┌─ Available records

//! Draw events, output primitives and diagnostics.

use std::fmt;

use serde::Serialize;

use crate::error::GeometryError;
use crate::geometry::aperture::{Aperture, ApertureShape, LineCap};
use crate::geometry::polarity::ClearRange;
use crate::geometry::types::{ArcParameters, BoundingBox, Point, Polarity};

/// One drawing operation resolved by the plotter.
#[derive(Debug, Clone, PartialEq)]
pub enum DrawEvent {
    /// Straight stroke.
    Line {
        /// Start point.
        from: Point,
        /// End point.
        to: Point,
        /// Aperture at emission time.
        aperture: Aperture,
    },
    /// Aperture flash.
    FlashAperture {
        /// Flash position.
        at: Point,
        /// Aperture at emission time.
        aperture: Aperture,
    },
    /// Circular stroke whose centre has already been resolved.
    ArcSegment {
        /// End point as commanded.
        to: Point,
        /// Centre relative to the start point, as commanded by I/J.
        via_center_offset: Point,
        /// Resolved arc.
        arc: ArcParameters,
        /// Aperture at emission time.
        aperture: Aperture,
    },
    /// Vertex of the open fill contour.
    PolygonVertex {
        /// Vertex position.
        point: Point,
    },
    /// Closes the open fill contour.
    PolygonClose,
    /// Layer polarity change.
    Polarity(Polarity),
}

/// Output geometry handed to an emitter.
#[derive(Debug, Clone, PartialEq, Serialize)]
#[serde(tag = "type", rename_all = "snake_case")]
pub enum Primitive {
    /// Flashed aperture, or a rectangular fill region.
    Pad {
        /// Pad centre.
        center: Point,
        /// Pad outline.
        shape: ApertureShape,
    },
    /// Straight stroke.
    TraceLine {
        /// Start point.
        from: Point,
        /// End point.
        to: Point,
        /// Stroke width.
        width: i64,
        /// End cap style.
        cap: LineCap,
    },
    /// Circular stroke.
    Arc {
        /// Arc geometry.
        arc: ArcParameters,
        /// Stroke width.
        thickness: i64,
    },
    /// Filled polygon.
    PolygonPour {
        /// Ring vertices, not repeated at the end.
        vertices: Vec<Point>,
    },
}

impl Primitive {
    /// Extents of the primitive including stroke width.
    pub fn bounds(&self) -> BoundingBox {
        let mut bounds = BoundingBox::new();
        match self {
            Self::Pad { center, shape } => {
                if let Some(vertices) = shape.polygon_vertices(*center) {
                    for vertex in vertices {
                        bounds.update(vertex.x, vertex.y);
                    }
                } else {
                    let (dx, dy) = shape.half_extents();
                    bounds.update(center.x.saturating_sub(dx), center.y.saturating_sub(dy));
                    bounds.update(center.x.saturating_add(dx), center.y.saturating_add(dy));
                }
            }
            Self::TraceLine {
                from, to, width, ..
            } => {
                bounds.update_with_margin(*from, width / 2);
                bounds.update_with_margin(*to, width / 2);
            }
            Self::Arc { arc, thickness } => bounds = arc.bounding_box(thickness / 2),
            Self::PolygonPour { vertices } => {
                for vertex in vertices {
                    bounds.update(vertex.x, vertex.y);
                }
            }
        }
        bounds
    }

    /// The primitive shifted by `(dx, dy)`.
    #[must_use]
    pub fn translated(self, dx: i64, dy: i64) -> Self {
        match self {
            Self::Pad { center, shape } => Self::Pad {
                center: center.translated(dx, dy),
                shape,
            },
            Self::TraceLine {
                from,
                to,
                width,
                cap,
            } => Self::TraceLine {
                from: from.translated(dx, dy),
                to: to.translated(dx, dy),
                width,
                cap,
            },
            Self::Arc { arc, thickness } => Self::Arc {
                arc: arc.translated(dx, dy),
                thickness,
            },
            Self::PolygonPour { vertices } => Self::PolygonPour {
                vertices: vertices
                    .into_iter()
                    .map(|vertex| vertex.translated(dx, dy))
                    .collect(),
            },
        }
    }

    /// The primitive mirrored about the Y axis.
    #[must_use]
    pub fn mirrored_y_axis(self) -> Self {
        match self {
            Self::Pad { center, shape } => Self::Pad {
                center: center.mirrored_y_axis(),
                shape: shape.mirrored_y_axis(),
            },
            Self::TraceLine {
                from,
                to,
                width,
                cap,
            } => Self::TraceLine {
                from: from.mirrored_y_axis(),
                to: to.mirrored_y_axis(),
                width,
                cap,
            },
            Self::Arc { arc, thickness } => Self::Arc {
                arc: arc.mirrored_y_axis(),
                thickness,
            },
            Self::PolygonPour { vertices } => Self::PolygonPour {
                vertices: vertices.into_iter().map(Point::mirrored_y_axis).collect(),
            },
        }
    }
}

/// What went wrong with a command that was skipped or repaired.
#[derive(Debug, Clone, PartialEq, Eq, Serialize)]
#[serde(tag = "kind", rename_all = "snake_case")]
pub enum DiagnosticKind {
    /// An arc could not be resolved; the pen still moved.
    SkippedArc {
        /// Kernel failure.
        #[serde(serialize_with = "serialize_display")]
        error: GeometryError,
    },
    /// A numeric literal was read as zero.
    MalformedNumber {
        /// The literal as written.
        literal: String,
    },
    /// An include directive inserted nothing.
    IncludeFailed {
        /// Requested include name.
        name: String,
        /// Why nothing was inserted.
        reason: String,
    },
    /// A fill contour had fewer than three distinct vertices.
    DegeneratePolygon {
        /// Distinct vertex count.
        vertices: usize,
    },
}

fn serialize_display<S: serde::Serializer>(
    value: &GeometryError,
    serializer: S,
) -> Result<S::Ok, S::Error> {
    serializer.collect_str(value)
}

/// A recoverable problem tied to one command.
#[derive(Debug, Clone, PartialEq, Eq, Serialize)]
pub struct Diagnostic {
    /// Zero-based index of the command in the token stream.
    pub command_index: usize,
    /// The command text.
    pub command: String,
    /// Problem details.
    pub kind: DiagnosticKind,
}

impl fmt::Display for Diagnostic {
    fn fmt(&self, f: &mut fmt::Formatter<'_>) -> fmt::Result {
        write!(f, "command {} `{}`: ", self.command_index, self.command)?;
        match &self.kind {
            DiagnosticKind::SkippedArc { error } => write!(f, "arc skipped: {error}"),
            DiagnosticKind::MalformedNumber { literal } => {
                write!(f, "malformed number `{literal}` read as 0")
            }
            DiagnosticKind::IncludeFailed { name, reason } => {
                write!(f, "include `{name}` failed: {reason}")
            }
            DiagnosticKind::DegeneratePolygon { vertices } => {
                write!(f, "fill region with {vertices} distinct vertices dropped")
            }
        }
    }
}

/// Result of one conversion job.
#[derive(Debug, Clone, PartialEq, Serialize)]
pub struct Conversion {
    /// Output primitives in emission order.
    pub primitives: Vec<Primitive>,
    /// Recoverable problems, in command order.
    pub diagnostics: Vec<Diagnostic>,
    /// Extents of all primitives, empty when there are none.
    pub bounds: BoundingBox,
    /// Primitive ranges drawn with clear polarity.
    pub clear_ranges: Vec<ClearRange>,
    /// Number of commands processed.
    pub command_count: usize,
}

impl Conversion {
    /// Number of diagnostics of any kind.
    pub fn diagnostic_count(&self) -> usize {
        self.diagnostics.len()
    }

    /// Number of numeric literals that were read as zero.
    pub fn malformed_number_count(&self) -> usize {
        self.diagnostics
            .iter()
            .filter(|diagnostic| matches!(diagnostic.kind, DiagnosticKind::MalformedNumber { .. }))
            .count()
    }
}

└─

Task directions
In the answer, each line of the data must appear exactly as written.

Written response
//! Draw events, output primitives and diagnostics.

use std::fmt;

use serde::Serialize;

use crate::error::GeometryError;
use crate::geometry::aperture::{Aperture, ApertureShape, LineCap};
use crate::geometry::polarity::ClearRange;
use crate::geometry::types::{ArcParameters, BoundingBox, Point, Polarity};

/// One drawing operation resolved by the plotter.
#[derive(Debug, Clone, PartialEq)]
pub enum DrawEvent {
    /// Straight stroke.
    Line {
        /// Start point.
        from: Point,
        /// End point.
        to: Point,
        /// Aperture at emission time.
        aperture: Aperture,
    },
    /// Aperture flash.
    FlashAperture {
        /// Flash position.
        at: Point,
        /// Aperture at emission time.
        aperture: Aperture,
    },
    /// Circular stroke whose centre has already been resolved.
    ArcSegment {
        /// End point as commanded.
        to: Point,
        /// Centre relative to the start point, as commanded by I/J.
        via_center_offset: Point,
        /// Resolved arc.
        arc: ArcParameters,
        /// Aperture at emission time.
        aperture: Aperture,
    },
    /// Vertex of the open fill contour.
    PolygonVertex {
        /// Vertex position.
        point: Point,
    },
    /// Closes the open fill contour.
    PolygonClose,
    /// Layer polarity change.
    Polarity(Polarity),
}

/// Output geometry handed to an emitter.
#[derive(Debug, Clone, PartialEq, Serialize)]
#[serde(tag = "type", rename_all = "snake_case")]
pub enum Primitive {
    /// Flashed aperture, or a rectangular fill region.
    Pad {
        /// Pad centre.
        center: Point,
        /// Pad outline.
        shape: ApertureShape,
    },
    /// Straight stroke.
    TraceLine {
        /// Start point.
        from: Point,
        /// End point.
        to: Point,
        /// Stroke width.
        width: i64,
        /// End cap style.
        cap: LineCap,
    },
    /// Circular stroke.
    Arc {
        /// Arc geometry.
        arc: ArcParameters,
        /// Stroke width.
        thickness: i64,
    },
    /// Filled polygon.
    PolygonPour {
        /// Ring vertices, not repeated at the end.
        vertices: Vec<Point>,
    },
}

impl Primitive {
    /// Extents of the primitive including stroke width.
    pub fn bounds(&self) -> BoundingBox {
        let mut bounds = BoundingBox::new();
        match self {
            Self::Pad { center, shape } => {
                if let Some(vertices) = shape.polygon_vertices(*center) {
                    for vertex in vertices {
                        bounds.update(vertex.x, vertex.y);
                    }
                } else {
                    let (dx, dy) = shape.half_extents();
                    bounds.update(center.x.saturating_sub(dx), center.y.saturating_sub(dy));
                    bounds.update(center.x.saturating_add(dx), center.y.saturating_add(dy));
                }
            }
            Self::TraceLine {
                from, to, width, ..
            } => {
                bounds.update_with_margin(*from, width / 2);
                bounds.update_with_margin(*to, width / 2);
            }
            Self::Arc { arc, thickness } => bounds = arc.bounding_box(thickness / 2),
            Self::PolygonPour { vertices } => {
                for vertex in vertices {
                    bounds.update(vertex.x, vertex.y);
                }
            }
        }
        bounds
    }

    /// The primitive shifted by `(dx, dy)`.
    #[must_use]
    pub fn translated(self, dx: i64, dy: i64) -> Self {
        match self {
            Self::Pad { center, shape } => Self::Pad {
                center: center.translated(dx, dy),
                shape,
            },
            Self::TraceLine {
                from,
                to,
                width,
                cap,
            } => Self::TraceLine {
                from: from.translated(dx, dy),
                to: to.translated(dx, dy),
                width,
                cap,
            },
            Self::Arc { arc, thickness } => Self::Arc {
                arc: arc.translated(dx, dy),
                thickness,
            },
            Self::PolygonPour { vertices } => Self::PolygonPour {
                vertices: vertices
                    .into_iter()
                    .map(|vertex| vertex.translated(dx, dy))
                    .collect(),
            },
        }
    }

    /// The primitive mirrored about the Y axis.
    #[must_use]
    pub fn mirrored_y_axis(self) -> Self {
        match self {
            Self::Pad { center, shape } => Self::Pad {
                center: center.mirrored_y_axis(),
                shape: shape.mirrored_y_axis(),
            },
            Self::TraceLine {
                from,
                to,
                width,
                cap,
            } => Self::TraceLine {
                from: from.mirrored_y_axis(),
                to: to.mirrored_y_axis(),
                width,
                cap,
            },
            Self::Arc { arc, thickness } => Self::Arc {
                arc: arc.mirrored_y_axis(),
                thickness,
            },
            Self::PolygonPour { vertices } => Self::PolygonPour {
                vertices: vertices.into_iter().map(Point::mirrored_y_axis).collect(),
            },
        }
    }
}

/// What went wrong with a command that was skipped or repaired.
#[derive(Debug, Clone, PartialEq, Eq, Serialize)]
#[serde(tag = "kind", rename_all = "snake_case")]
pub enum DiagnosticKind {
    /// An arc could not be resolved; the pen still moved.
    SkippedArc {
        /// Kernel failure.
        #[serde(serialize_with = "serialize_display")]
        error: GeometryError,
    },
    /// A numeric literal was read as zero.
    MalformedNumber {
        /// The literal as written.
        literal: String,
    },
    /// An include directive inserted nothing.
    IncludeFailed {
        /// Requested include name.
        name: String,
        /// Why nothing was inserted.
        reason: String,
    },
    /// A fill contour had fewer than three distinct vertices.
    DegeneratePolygon {
        /// Distinct vertex count.
        vertices: usize,
    },
}

fn serialize_display<S: serde::Serializer>(
    value: &GeometryError,
    serializer: S,
) -> Result<S::Ok, S::Error> {
    serializer.collect_str(value)
}

/// A recoverable problem tied to one command.
#[derive(Debug, Clone, PartialEq, Eq, Serialize)]
pub struct Diagnostic {
    /// Zero-based index of the command in the token stream.
    pub command_index: usize,
    /// The command text.
    pub command: String,
    /// Problem details.
    pub kind: DiagnosticKind,
}

impl fmt::Display for Diagnostic {
    fn fmt(&self, f: &mut fmt::Formatter<'_>) -> fmt::Result {
        write!(f, "command {} `{}`: ", self.command_index, self.command)?;
        match &self.kind {
            DiagnosticKind::SkippedArc { error } => write!(f, "arc skipped: {error}"),
            DiagnosticKind::MalformedNumber { literal } => {
                write!(f, "malformed number `{literal}` read as 0")
            }
            DiagnosticKind::IncludeFailed { name, reason } => {
                write!(f, "include `{name}` failed: {reason}")
            }
            DiagnosticKind::DegeneratePolygon { vertices } => {
                write!(f, "fill region with {vertices} distinct vertices dropped")
            }
        }
    }
}

/// Result of one conversion job.
#[derive(Debug, Clone, PartialEq, Serialize)]
pub struct Conversion {
    /// Output primitives in emission order.
    pub primitives: Vec<Primitive>,
    /// Recoverable problems, in command order.
    pub diagnostics: Vec<Diagnostic>,
    /// Extents of all primitives, empty when there are none.
    pub bounds: BoundingBox,
    /// Primitive ranges drawn with clear polarity.
    pub clear_ranges: Vec<ClearRange>,
    /// Number of commands processed.
    pub command_count: usize,
}

impl Conversion {
    /// Number of diagnostics of any kind.
    pub fn diagnostic_count(&self) -> usize {
        self.diagnostics.len()
    }

    /// Number of numeric literals that were read as zero.
    pub fn malformed_number_count(&self) -> usize {
        self.diagnostics
            .iter()
            .filter(|diagnostic| matches!(diagnostic.kind, DiagnosticKind::MalformedNumber { .. }))
            .count()
    }
}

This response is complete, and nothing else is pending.